● EXERCISE INSTRUCTIONS
Copy each line of the records below that has "Iterator" in it.

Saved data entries
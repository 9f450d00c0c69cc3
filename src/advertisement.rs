use mac_address::MacAddress;
use std::fmt;

/// `event_type`, `address_type`, six address bytes and the length byte.
pub const RECORD_HEADER_SIZE: usize = 9;

const HCI_EVENT_PKT: u8 = 0x04;
const EVT_LE_META_EVENT: u8 = 0x3E;
const EVT_LE_ADVERTISING_REPORT: u8 = 0x02;
/// Packet type, event code, parameter length, subevent, report count.
const LE_REPORT_PREAMBLE: usize = 5;

const AD_FLAGS: u8 = 0x01;
const AD_SERVICE_DATA_UUID16: u8 = 0x16;
const FLAGS_GENERAL_DISCOVERABLE_NO_BREDR: u8 = 0x06;
/// Largest service data whose rebuilt payload still fits a one-byte length.
const MAX_SERVICE_DATA: usize = 248;

#[derive(Debug, Clone, PartialEq, Eq)]
pub enum ParseError {
    TruncatedRecord { needed: usize, available: usize },
}

impl fmt::Display for ParseError {
    fn fmt(&self, f: &mut fmt::Formatter<'_>) -> fmt::Result {
        match self {
            ParseError::TruncatedRecord { needed, available } => write!(
                f,
                "truncated advertising record: needs {} bytes, {} available",
                needed, available
            ),
        }
    }
}

impl std::error::Error for ParseError {}

/// One advertising report as delivered by the controller.
#[derive(Debug, Clone, PartialEq, Eq)]
pub struct AdvertisingRecord {
    pub event_type: u8,
    pub address_type: u8,
    pub address: MacAddress,
    pub payload: Vec<u8>,
    pub rssi: i8,
}

impl AdvertisingRecord {
    /// Parses a single `le_advertising_info` record.
    ///
    /// The address is transmitted least significant byte first; the payload
    /// length is taken from the record's own length field and the signal
    /// strength byte follows the payload.
    pub fn parse(raw: &[u8]) -> Result<Self, ParseError> {
        if raw.len() < RECORD_HEADER_SIZE {
            return Err(ParseError::TruncatedRecord {
                needed: RECORD_HEADER_SIZE,
                available: raw.len(),
            });
        }

        let length = raw[8] as usize;
        let needed = RECORD_HEADER_SIZE + length + 1;
        if raw.len() < needed {
            return Err(ParseError::TruncatedRecord {
                needed,
                available: raw.len(),
            });
        }

        let mut address = [0u8; 6];
        for (dst, src) in address.iter_mut().zip(raw[2..8].iter().rev()) {
            *dst = *src;
        }

        Ok(AdvertisingRecord {
            event_type: raw[0],
            address_type: raw[1],
            address: MacAddress::new(address),
            payload: raw[RECORD_HEADER_SIZE..RECORD_HEADER_SIZE + length].to_vec(),
            rssi: raw[RECORD_HEADER_SIZE + length] as i8,
        })
    }

    /// Rebuilds the advertising payload around 16-bit UUID service data, for
    /// transports that hand out service data already split from the PDU.
    ///
    /// Returns `None` when `data` does not fit a one-byte AD length.
    pub fn from_service_data(
        address: MacAddress,
        uuid16: u16,
        data: &[u8],
        rssi: i8,
    ) -> Option<Self> {
        if data.len() > MAX_SERVICE_DATA {
            return None;
        }
        let [uuid_lo, uuid_hi] = uuid16.to_le_bytes();
        let mut payload = Vec::with_capacity(7 + data.len());
        payload.extend_from_slice(&[0x02, AD_FLAGS, FLAGS_GENERAL_DISCOVERABLE_NO_BREDR]);
        payload.push((data.len() + 3) as u8);
        payload.extend_from_slice(&[AD_SERVICE_DATA_UUID16, uuid_lo, uuid_hi]);
        payload.extend_from_slice(data);

        Some(AdvertisingRecord {
            event_type: 0,
            address_type: 0,
            address,
            payload,
            rssi,
        })
    }

    /// A record that only says `address` was heard.
    pub fn sighting(address: MacAddress, rssi: i8) -> Self {
        AdvertisingRecord {
            event_type: 0,
            address_type: 0,
            address,
            payload: Vec::new(),
            rssi,
        }
    }

    /// Declared payload length, saturating at 255 for an oversized payload.
    pub fn length(&self) -> u8 {
        u8::try_from(self.payload.len()).unwrap_or(u8::MAX)
    }

    pub fn address_string(&self) -> String {
        self.address.to_string()
    }
}

/// Iterator over the advertising reports carried by one HCI event packet.
pub struct Reports<'a> {
    rest: &'a [u8],
    remaining: u8,
}

/// Splits a raw HCI event packet into advertising records. Anything other
/// than an LE advertising report event yields no records.
pub fn reports(packet: &[u8]) -> Reports<'_> {
    match packet {
        [HCI_EVENT_PKT, EVT_LE_META_EVENT, _, EVT_LE_ADVERTISING_REPORT, count, ..] => Reports {
            rest: &packet[LE_REPORT_PREAMBLE..],
            remaining: *count,
        },
        _ => Reports {
            rest: &[],
            remaining: 0,
        },
    }
}

impl Iterator for Reports<'_> {
    type Item = Result<AdvertisingRecord, ParseError>;

    fn next(&mut self) -> Option<Self::Item> {
        if self.remaining == 0 {
            return None;
        }
        self.remaining -= 1;

        match AdvertisingRecord::parse(self.rest) {
            Ok(record) => {
                let consumed = RECORD_HEADER_SIZE + record.payload.len() + 1;
                let rest = self.rest;
                self.rest = &rest[consumed..];
                Some(Ok(record))
            }
            Err(err) => {
                // the next record's offset depends on this one's length
                self.remaining = 0;
                Some(Err(err))
            }
        }
    }
}
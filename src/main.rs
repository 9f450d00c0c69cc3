use std::fs::File;
use std::io::{self, BufReader, Read as _};
use std::path::{Path, PathBuf};
use std::time::Duration;

use anyhow::Context as _;
use btleplug::api::Manager as _;
use btleplug::platform::Manager;
use clap::{Parser, Subcommand};
use log::info;

mod advertisement;
mod config;
mod decoder;
mod dispatcher;
mod manager;
mod mqtt;
mod presence;
mod replay;
mod sink;

use dispatcher::{Dispatcher, RoleMap};
use presence::PresenceTracker;

#[derive(Parser, Debug)]
#[command(version, about = "Reports door lock state and sensor readings from BLE advertisements")]
struct Cli {
    /// Path to the TOML configuration file
    #[arg(short, long, default_value = "config.toml")]
    config: PathBuf,

    #[command(subcommand)]
    command: Command,
}

#[derive(Subcommand, Debug)]
enum Command {
    /// Scan with the first Bluetooth adapter and publish to MQTT
    Scan,
    /// Replay a recorded HCI event dump and print reports as JSON lines
    Replay {
        /// Dump file, `-` for stdin
        input: PathBuf,
    },
}

fn load_config(path: &Path) -> anyhow::Result<config::AppConfig> {
    let mut file = File::open(path).with_context(|| format!("opening {}", path.display()))?;
    let mut config_contents = String::new();
    file.read_to_string(&mut config_contents)?;

    config::AppConfig::from_toml(&config_contents)
        .with_context(|| format!("parsing {}", path.display()))
}

fn dispatcher_for<S: sink::ReportSink>(config: &config::AppConfig, sink: S) -> Dispatcher<S> {
    Dispatcher::new(
        RoleMap::from_devices(config.devices()),
        PresenceTracker::new(config.window_micros()),
        sink,
    )
    .with_forward_combined(config.forward_combined())
}

async fn run_scan(config: &config::AppConfig) -> anyhow::Result<()> {
    let (mqtt_client, eventloop) = mqtt::MqttClient::new(&config.mqtt);
    let dispatcher = dispatcher_for(config, mqtt_client.clone());

    let bt_manager = Manager::new().await?;

    // get the first bluetooth adapter
    let adapters = bt_manager.adapters().await?;
    let central = adapters
        .into_iter()
        .next()
        .context("no Bluetooth adapter found")?;

    let core = manager::Manager::new(
        central,
        mqtt_client,
        eventloop,
        dispatcher,
        Duration::from_millis(config.tick_millis()),
    );
    core.run_loop().await
}

fn run_replay(config: &config::AppConfig, input: &Path) -> anyhow::Result<()> {
    let mut dispatcher = dispatcher_for(config, sink::JsonLinesSink::new(io::stdout()));

    let stats = if input.as_os_str() == "-" {
        replay::replay(io::stdin().lock(), &mut dispatcher)?
    } else {
        let file = File::open(input).with_context(|| format!("opening {}", input.display()))?;
        replay::replay(BufReader::new(file), &mut dispatcher)?
    };

    info!(
        "Replayed {} records ({} skipped)",
        stats.records, stats.skipped
    );
    Ok(())
}

#[tokio::main]
async fn main() -> anyhow::Result<()> {
    let mut builder = pretty_env_logger::formatted_timed_builder();
    builder.parse_filters(&std::env::var("RUST_LOG").unwrap_or_else(|_| "info".to_string()));
    builder.init();

    let cli = Cli::parse();
    let config = load_config(&cli.config)?;

    match &cli.command {
        Command::Scan => run_scan(&config).await,
        Command::Replay { input } => run_replay(&config, input),
    }
}

#[cfg(test)]
mod tests {
    use super::*;
    use clap::CommandFactory;

    #[test]
    fn test_cli() {
        Cli::command().debug_assert();

        let cli = Cli::parse_from(["lockwatch-rs", "replay", "-"]);
        assert_eq!(cli.config, PathBuf::from("config.toml"));
        assert!(matches!(&cli.command, Command::Replay { input } if input.as_os_str() == "-"));

        let cli = Cli::parse_from(["lockwatch-rs", "--config", "/etc/lockwatch.toml", "scan"]);
        assert_eq!(cli.config, PathBuf::from("/etc/lockwatch.toml"));
        assert!(matches!(cli.command, Command::Scan));
    }
}
//! The editor session: the root object tying a drawing surface to history,
//! plugins and the session event bus.
//!
//! The surface reports changes as queued [`SurfaceEvent`]s. The session drains
//! them in batches, one batch per [`EditorSession::edit`] or flush:
//! - the first settled change (`ObjectCommitted`) in a batch serializes the
//!   surface and commits it to history; every committed object then gets its
//!   `object:modified` notification, always after the commit;
//! - anything transient (drag/resize/rotate in progress, selection,
//!   add/remove bookkeeping) is forwarded without touching history.
//!
//! A multi-object edit such as deleting a selection is therefore one history
//! entry, and one undo returns to the state before it.
//!
//! Undo, redo and import restore the surface from a snapshot. Events queued by
//! a restore are forwarded to plugins but never committed, so restoring cannot
//! grow the history.
//!
//! # Re-entrancy
//!
//! Everything runs synchronously on one thread. Plugins receive `&EditorSession`
//! and may call back into it (edit the surface, undo, notify). No `RefCell`
//! borrow is held across a plugin or listener callback.
//!
//! # Example
//!
//! ```rust,no_run
//! use std::cell::RefCell;
//! use std::rc::Rc;
//! use canvas_session::{Canvas, DrawingSurface, EditorSession, SessionConfig, SurfaceObject};
//!
//! let canvas = Rc::new(RefCell::new(Canvas::default()));
//! let session = EditorSession::new(canvas.clone(), SessionConfig::default());
//!
//! session.edit(|surface| surface.add(SurfaceObject::rect(10.0, 10.0, 50.0, 50.0))).unwrap();
//! session.undo().unwrap();
//! ```
use std::cell::{Cell, RefCell};
use std::rc::Rc;

use crate::config::SessionConfig;
use crate::error::{PluginError, SessionError, SessionResult};
use crate::event::{EventBus, Notification, SessionEvent, Topic, TransformKind};
use crate::history::{HistoryManager, HistoryOutcome, Snapshot};
use crate::plugin::{Plugin, PluginRef, PluginRegistry};
use crate::surface::{DrawingSurface, SurfaceEvent, SurfaceObject};

#[derive(Debug, Clone, Copy, PartialEq, Eq)]
enum Direction {
    Undo,
    Redo,
}

/// The root object of one editing session
pub struct EditorSession {
    config: SessionConfig,
    /// Owned by the caller; the session only holds a shared reference
    surface: Rc<RefCell<dyn DrawingSurface>>,
    history: RefCell<HistoryManager>,
    plugins: PluginRegistry,
    events: EventBus<SessionEvent>,
    /// Last copied objects
    clipboard: RefCell<Vec<SurfaceObject>>,
    destroyed: Cell<bool>,
}

impl std::fmt::Debug for EditorSession {
    fn fmt(&self, f: &mut std::fmt::Formatter<'_>) -> std::fmt::Result {
        f.debug_struct("EditorSession")
            .field("config", &self.config)
            .field("history_len", &self.history_len())
            .field("history_cursor", &self.history_cursor())
            .field("plugins", &self.plugins)
            .field("events", &self.events)
            .finish()
    }
}

impl EditorSession {
    /// Creates a session editing `surface`.
    ///
    /// Events the surface queued before the session existed are discarded.
    /// With `record_initial_state`, the current surface state becomes the first
    /// history entry.
    pub fn new(surface: Rc<RefCell<dyn DrawingSurface>>, config: SessionConfig) -> Self {
        let session = Self {
            history: RefCell::new(HistoryManager::with_capacity_limit(config.history_capacity)),
            config,
            surface,
            plugins: PluginRegistry::new(),
            events: EventBus::new(),
            clipboard: RefCell::new(Vec::new()),
            destroyed: Cell::new(false),
        };

        let (stale, initial) = {
            let mut surface = session.surface.borrow_mut();
            (surface.take_events(), surface.serialize())
        };
        if !stale.is_empty() {
            log::debug!("Discarding {} surface event(s) queued before the session started", stale.len());
        }
        if session.config.record_initial_state {
            match initial {
                Ok(snapshot) => session.history.borrow_mut().commit(snapshot),
                Err(err) => log::error!("Initial state not recorded: {}", err),
            }
        }
        session
    }

    pub fn config(&self) -> &SessionConfig {
        &self.config
    }

    /// The session-level event bus (`history:*`, `snapshot:imported`, `action:*`)
    pub fn events(&self) -> &EventBus<SessionEvent> {
        &self.events
    }

    // --- surface access ---

    /// Read the surface
    pub fn with_surface<R>(&self, f: impl FnOnce(&dyn DrawingSurface) -> R) -> SessionResult<R> {
        let surface = self.surface.try_borrow().map_err(|_| SessionError::SurfaceBusy)?;
        Ok(f(&*surface))
    }

    /// Mutate the surface, then process every change event the edit produced
    pub fn edit<R>(&self, f: impl FnOnce(&mut dyn DrawingSurface) -> R) -> SessionResult<R> {
        let output = {
            let mut surface = self.surface.try_borrow_mut().map_err(|_| SessionError::SurfaceBusy)?;
            f(&mut *surface)
        };
        self.flush_surface_events()?;
        Ok(output)
    }

    /// Drain the surface's queued change events and process them in order.
    ///
    /// Each drained batch records at most one history entry. Call this after
    /// mutating the surface directly rather than through [`EditorSession::edit`].
    pub fn flush_surface_events(&self) -> SessionResult<()> {
        loop {
            let events = self.take_surface_events()?;
            if events.is_empty() {
                return Ok(());
            }
            let mut committed = false;
            for event in events {
                if matches!(event, SurfaceEvent::ObjectCommitted(_)) && !committed {
                    // History first, so handlers of object:modified can undo this very change
                    self.record_snapshot()?;
                    committed = true;
                }
                self.dispatch_surface_event(event);
            }
        }
    }

    /// Process one native change event on its own.
    ///
    /// An `ObjectCommitted` records a history entry before it is forwarded.
    pub fn handle_surface_event(&self, event: SurfaceEvent) -> SessionResult<()> {
        if matches!(event, SurfaceEvent::ObjectCommitted(_)) {
            self.record_snapshot()?;
        }
        self.dispatch_surface_event(event);
        Ok(())
    }

    /// Forward one event to plugins. History is the caller's business.
    fn dispatch_surface_event(&self, event: SurfaceEvent) {
        log::debug!("surface event: {:?}", event);
        let notification = match event {
            SurfaceEvent::ObjectCommitted(id) => Notification::ObjectModified(id),
            SurfaceEvent::SelectionCreated(ids) | SurfaceEvent::SelectionUpdated(ids) => {
                Notification::ObjectSelected(ids)
            }
            SurfaceEvent::SelectionCleared => Notification::SelectionCleared,
            SurfaceEvent::ObjectMoving(object) => Notification::ObjectTransforming {
                kind: TransformKind::Moving,
                object,
            },
            SurfaceEvent::ObjectScaling(object) => Notification::ObjectTransforming {
                kind: TransformKind::Scaling,
                object,
            },
            SurfaceEvent::ObjectRotating(object) => Notification::ObjectTransforming {
                kind: TransformKind::Rotating,
                object,
            },
            SurfaceEvent::ObjectAdded(id) => Notification::ObjectAdded(id),
            SurfaceEvent::ObjectRemoved(id) => Notification::ObjectRemoved(id),
        };
        self.plugins.notify(self, &notification);
    }

    // --- history ---

    /// Commit the current surface state as a new history entry
    pub fn commit_current(&self) -> SessionResult<()> {
        self.record_snapshot()
    }

    /// Step back one history entry and restore the surface to it.
    ///
    /// At the oldest entry this is a [`HistoryOutcome::NoOp`]. If the surface
    /// rejects the snapshot, the cursor is left where it was.
    pub fn undo(&self) -> SessionResult<HistoryOutcome> {
        self.step(Direction::Undo)
    }

    /// Step forward one history entry and restore the surface to it
    pub fn redo(&self) -> SessionResult<HistoryOutcome> {
        self.step(Direction::Redo)
    }

    pub fn can_undo(&self) -> bool {
        self.history.borrow().can_undo()
    }

    pub fn can_redo(&self) -> bool {
        self.history.borrow().can_redo()
    }

    pub fn history_len(&self) -> usize {
        self.history.borrow().len()
    }

    pub fn history_cursor(&self) -> Option<usize> {
        self.history.borrow().cursor()
    }

    /// The snapshot at the history cursor
    pub fn current_snapshot(&self) -> Option<Snapshot> {
        self.history.borrow().current().cloned()
    }

    /// Change the history capacity limit at runtime
    pub fn set_history_capacity(&self, capacity: Option<usize>) {
        self.history.borrow_mut().set_capacity_limit(capacity);
    }

    fn step(&self, direction: Direction) -> SessionResult<HistoryOutcome> {
        let target = {
            let mut history = self.history.borrow_mut();
            match direction {
                Direction::Undo => history.undo(),
                Direction::Redo => history.redo(),
            }
        };
        let Some(snapshot) = target else {
            log::debug!("Nothing to {:?}", direction);
            return Ok(HistoryOutcome::NoOp);
        };

        if let Err(err) = self.restore_surface(&snapshot) {
            // Put the cursor back where it was
            let mut history = self.history.borrow_mut();
            match direction {
                Direction::Undo => history.redo(),
                Direction::Redo => history.undo(),
            };
            log::error!("{:?} failed, history cursor rolled back: {}", direction, err);
            return Err(err);
        }

        let (topic, event) = {
            let history = self.history.borrow();
            let event = SessionEvent::HistoryMoved {
                cursor: history.cursor().unwrap_or_default(),
                len: history.len(),
            };
            match direction {
                Direction::Undo => (Topic::HISTORY_UNDO, event),
                Direction::Redo => (Topic::HISTORY_REDO, event),
            }
        };
        self.events.emit(&topic, &event);
        Ok(HistoryOutcome::Moved(snapshot))
    }

    fn record_snapshot(&self) -> SessionResult<()> {
        let snapshot = self.with_surface(|surface| surface.serialize())??;
        let event = {
            let mut history = self.history.borrow_mut();
            history.commit(snapshot);
            SessionEvent::HistoryCommitted {
                cursor: history.cursor().unwrap_or_default(),
                len: history.len(),
            }
        };
        self.events.emit(&Topic::HISTORY_COMMITTED, &event);
        Ok(())
    }

    /// Restore the surface, forward what the restore reported minus any
    /// commits, then tell plugins the surface was replaced.
    fn restore_surface(&self, snapshot: &Snapshot) -> SessionResult<()> {
        let events = {
            let mut surface = self.surface.try_borrow_mut().map_err(|_| SessionError::SurfaceBusy)?;
            surface.restore(snapshot)?;
            surface.take_events()
        };

        for event in events {
            if let SurfaceEvent::ObjectCommitted(id) = event {
                log::warn!("Ignoring commit of {} reported while restoring", id);
                continue;
            }
            self.dispatch_surface_event(event);
        }
        self.plugins.notify(self, &Notification::SurfaceRestored);
        Ok(())
    }

    fn take_surface_events(&self) -> SessionResult<Vec<SurfaceEvent>> {
        let mut surface = self.surface.try_borrow_mut().map_err(|_| SessionError::SurfaceBusy)?;
        Ok(surface.take_events())
    }

    // --- snapshots ---

    /// Serialize the current surface state
    pub fn export_snapshot(&self) -> SessionResult<Snapshot> {
        Ok(self.with_surface(|surface| surface.serialize())??)
    }

    /// Replace the surface with `snapshot` and record it as a new history entry.
    ///
    /// On a restore failure the surface and history are left untouched.
    pub fn import_snapshot(&self, snapshot: &Snapshot) -> SessionResult<()> {
        self.restore_surface(snapshot)?;
        self.record_snapshot()?;
        log::info!("Imported snapshot ({} bytes)", snapshot.len());
        self.events.emit(&Topic::SNAPSHOT_IMPORTED, &SessionEvent::SnapshotImported);
        Ok(())
    }

    // --- plugins ---

    /// Register and initialize a plugin. See [`PluginRegistry::register`].
    pub fn register_plugin<P: Plugin>(&self, name: impl Into<String>, plugin: P) -> Result<PluginRef, PluginError> {
        self.plugins.register(self, name, plugin)
    }

    pub fn get_plugin(&self, name: &str) -> Option<PluginRef> {
        self.plugins.get(name)
    }

    /// Run `f` on the plugin registered as `name` if it is a `T`
    pub fn with_plugin<T: Plugin, R>(&self, name: &str, f: impl FnOnce(&mut T) -> R) -> Option<R> {
        self.plugins.get(name)?.with(f)
    }

    pub fn unregister_plugin(&self, name: &str) -> bool {
        self.plugins.unregister(self, name)
    }

    pub fn plugins(&self) -> &PluginRegistry {
        &self.plugins
    }

    /// Fan a notification out to plugins. Returns how many received it.
    pub fn notify(&self, notification: Notification) -> usize {
        self.plugins.notify(self, &notification)
    }

    // --- clipboard ---

    pub fn set_clipboard(&self, objects: Vec<SurfaceObject>) {
        *self.clipboard.borrow_mut() = objects;
    }

    pub fn clipboard(&self) -> Vec<SurfaceObject> {
        self.clipboard.borrow().clone()
    }

    pub fn has_clipboard(&self) -> bool {
        !self.clipboard.borrow().is_empty()
    }

    // --- teardown ---

    /// Destroy every plugin and drop every bus subscription. Runs once; also called on drop.
    pub fn destroy(&self) {
        if self.destroyed.replace(true) {
            return;
        }
        self.plugins.unregister_all(self);
        self.events.unsubscribe_all(None);
        log::info!("Editor session destroyed");
    }
}

impl Drop for EditorSession {
    fn drop(&mut self) {
        self.destroy();
    }
}
use std::cell::RefCell;
use std::collections::HashSet;
use std::rc::Rc;

use super::Plugin;
use crate::error::PluginError;
use crate::event::{Notification, Topic};
use crate::session::EditorSession;

#[derive(Clone)]
struct PluginEntry {
    name: String,
    /// Handler table captured at registration
    topics: HashSet<Topic>,
    plugin: Rc<RefCell<dyn Plugin>>,
}

/// Shared handle to a registered plugin
#[derive(Clone)]
pub struct PluginRef {
    name: String,
    plugin: Rc<RefCell<dyn Plugin>>,
}

impl std::fmt::Debug for PluginRef {
    fn fmt(&self, f: &mut std::fmt::Formatter<'_>) -> std::fmt::Result {
        f.debug_struct("PluginRef").field("name", &self.name).finish()
    }
}

impl PluginRef {
    pub fn name(&self) -> &str {
        &self.name
    }

    /// Run `f` on the plugin if it is a `T`.
    ///
    /// Returns `None` if the plugin has another type or is busy handling a notification.
    pub fn with<T: Plugin, R>(&self, f: impl FnOnce(&mut T) -> R) -> Option<R> {
        let mut plugin = self.plugin.try_borrow_mut().ok()?;
        plugin.as_any_mut().downcast_mut::<T>().map(f)
    }

    pub fn is<T: Plugin>(&self) -> bool {
        self.plugin
            .try_borrow()
            .is_ok_and(|plugin| plugin.as_any().is::<T>())
    }
}

/// Owns the plugins of one session, keyed by name, in registration order
#[derive(Default)]
pub struct PluginRegistry {
    entries: RefCell<Vec<PluginEntry>>,
}

impl std::fmt::Debug for PluginRegistry {
    fn fmt(&self, f: &mut std::fmt::Formatter<'_>) -> std::fmt::Result {
        f.debug_struct("PluginRegistry")
            .field("plugins", &self.names())
            .finish()
    }
}

impl PluginRegistry {
    pub fn new() -> Self {
        Self::default()
    }

    /// Register `plugin` under `name` and run its `init` hook.
    ///
    /// A taken name is an error and the new plugin is never initialized. If
    /// `init` fails, nothing is registered.
    pub fn register<P: Plugin>(
        &self,
        session: &EditorSession,
        name: impl Into<String>,
        plugin: P,
    ) -> Result<PluginRef, PluginError> {
        let name = name.into();
        if self.contains(&name) {
            log::warn!("Plugin '{}' already exists", name);
            return Err(PluginError::DuplicatePlugin(name));
        }

        let plugin: Rc<RefCell<dyn Plugin>> = Rc::new(RefCell::new(plugin));
        let init = plugin.borrow_mut().init(session);
        if let Err(source) = init {
            log::error!("Plugin '{}' failed to initialize: {}", name, source);
            return Err(PluginError::PluginInit { name, source });
        }

        // init may have registered the same name through the session
        if self.contains(&name) {
            log::warn!("Plugin '{}' was registered during its own init", name);
            plugin.borrow_mut().destroy(session);
            return Err(PluginError::DuplicatePlugin(name));
        }

        let topics: HashSet<Topic> = plugin.borrow().topics().into_iter().collect();
        log::info!("Registered plugin '{}' handling {} topic(s)", name, topics.len());
        self.entries.borrow_mut().push(PluginEntry {
            name: name.clone(),
            topics,
            plugin: Rc::clone(&plugin),
        });
        Ok(PluginRef { name, plugin })
    }

    pub fn get(&self, name: &str) -> Option<PluginRef> {
        self.entries
            .borrow()
            .iter()
            .find(|entry| entry.name == name)
            .map(|entry| PluginRef {
                name: entry.name.clone(),
                plugin: Rc::clone(&entry.plugin),
            })
    }

    pub fn contains(&self, name: &str) -> bool {
        self.entries.borrow().iter().any(|entry| entry.name == name)
    }

    /// Plugin names in registration order
    pub fn names(&self) -> Vec<String> {
        self.entries.borrow().iter().map(|entry| entry.name.clone()).collect()
    }

    pub fn len(&self) -> usize {
        self.entries.borrow().len()
    }

    pub fn is_empty(&self) -> bool {
        self.entries.borrow().is_empty()
    }

    /// Deliver `notification` to every plugin handling its topic, in registration order.
    ///
    /// Handler errors are logged per plugin and never stop the dispatch. A
    /// plugin that is itself mid-handler (the notification was caused by its
    /// own call back into the session) is skipped. Returns the number of
    /// plugins that received the notification.
    pub fn notify(&self, session: &EditorSession, notification: &Notification) -> usize {
        let topic = notification.topic();
        let targets: Vec<PluginEntry> = self
            .entries
            .borrow()
            .iter()
            .filter(|entry| entry.topics.contains(&topic))
            .cloned()
            .collect();

        let mut delivered = 0;
        for entry in targets {
            if !self.is_registered(&entry.plugin) {
                continue;
            }
            let Ok(mut plugin) = entry.plugin.try_borrow_mut() else {
                log::debug!("Skipping re-entrant '{}' dispatch to plugin '{}'", topic, entry.name);
                continue;
            };

            delivered += 1;
            if let Err(source) = plugin.on_notification(session, notification) {
                let err = PluginError::PluginHandler {
                    name: entry.name.clone(),
                    topic: topic.to_string(),
                    source,
                };
                log::error!("{}", err);
            }
        }
        delivered
    }

    /// Remove one plugin, calling its `destroy` hook. Returns false for unknown names.
    pub fn unregister(&self, session: &EditorSession, name: &str) -> bool {
        let removed = {
            let mut entries = self.entries.borrow_mut();
            let Some(index) = entries.iter().position(|entry| entry.name == name) else {
                return false;
            };
            entries.remove(index)
        };
        Self::destroy_entry(session, &removed);
        true
    }

    /// Call every plugin's `destroy` hook, in registration order, then clear the registry
    pub fn unregister_all(&self, session: &EditorSession) {
        let entries = std::mem::take(&mut *self.entries.borrow_mut());
        for entry in &entries {
            Self::destroy_entry(session, entry);
        }
    }

    fn destroy_entry(session: &EditorSession, entry: &PluginEntry) {
        match entry.plugin.try_borrow_mut() {
            Ok(mut plugin) => {
                plugin.destroy(session);
                log::info!("Unregistered plugin '{}'", entry.name);
            }
            Err(_) => log::warn!("Plugin '{}' removed while busy; destroy hook skipped", entry.name),
        }
    }

    fn is_registered(&self, plugin: &Rc<RefCell<dyn Plugin>>) -> bool {
        self.entries
            .borrow()
            .iter()
            .any(|entry| Rc::ptr_eq(&entry.plugin, plugin))
    }
}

● EXERCISE OUTPUT
/// Iterator over the advertising reports carried by one HCI event packet.
impl Iterator for Reports<'_> {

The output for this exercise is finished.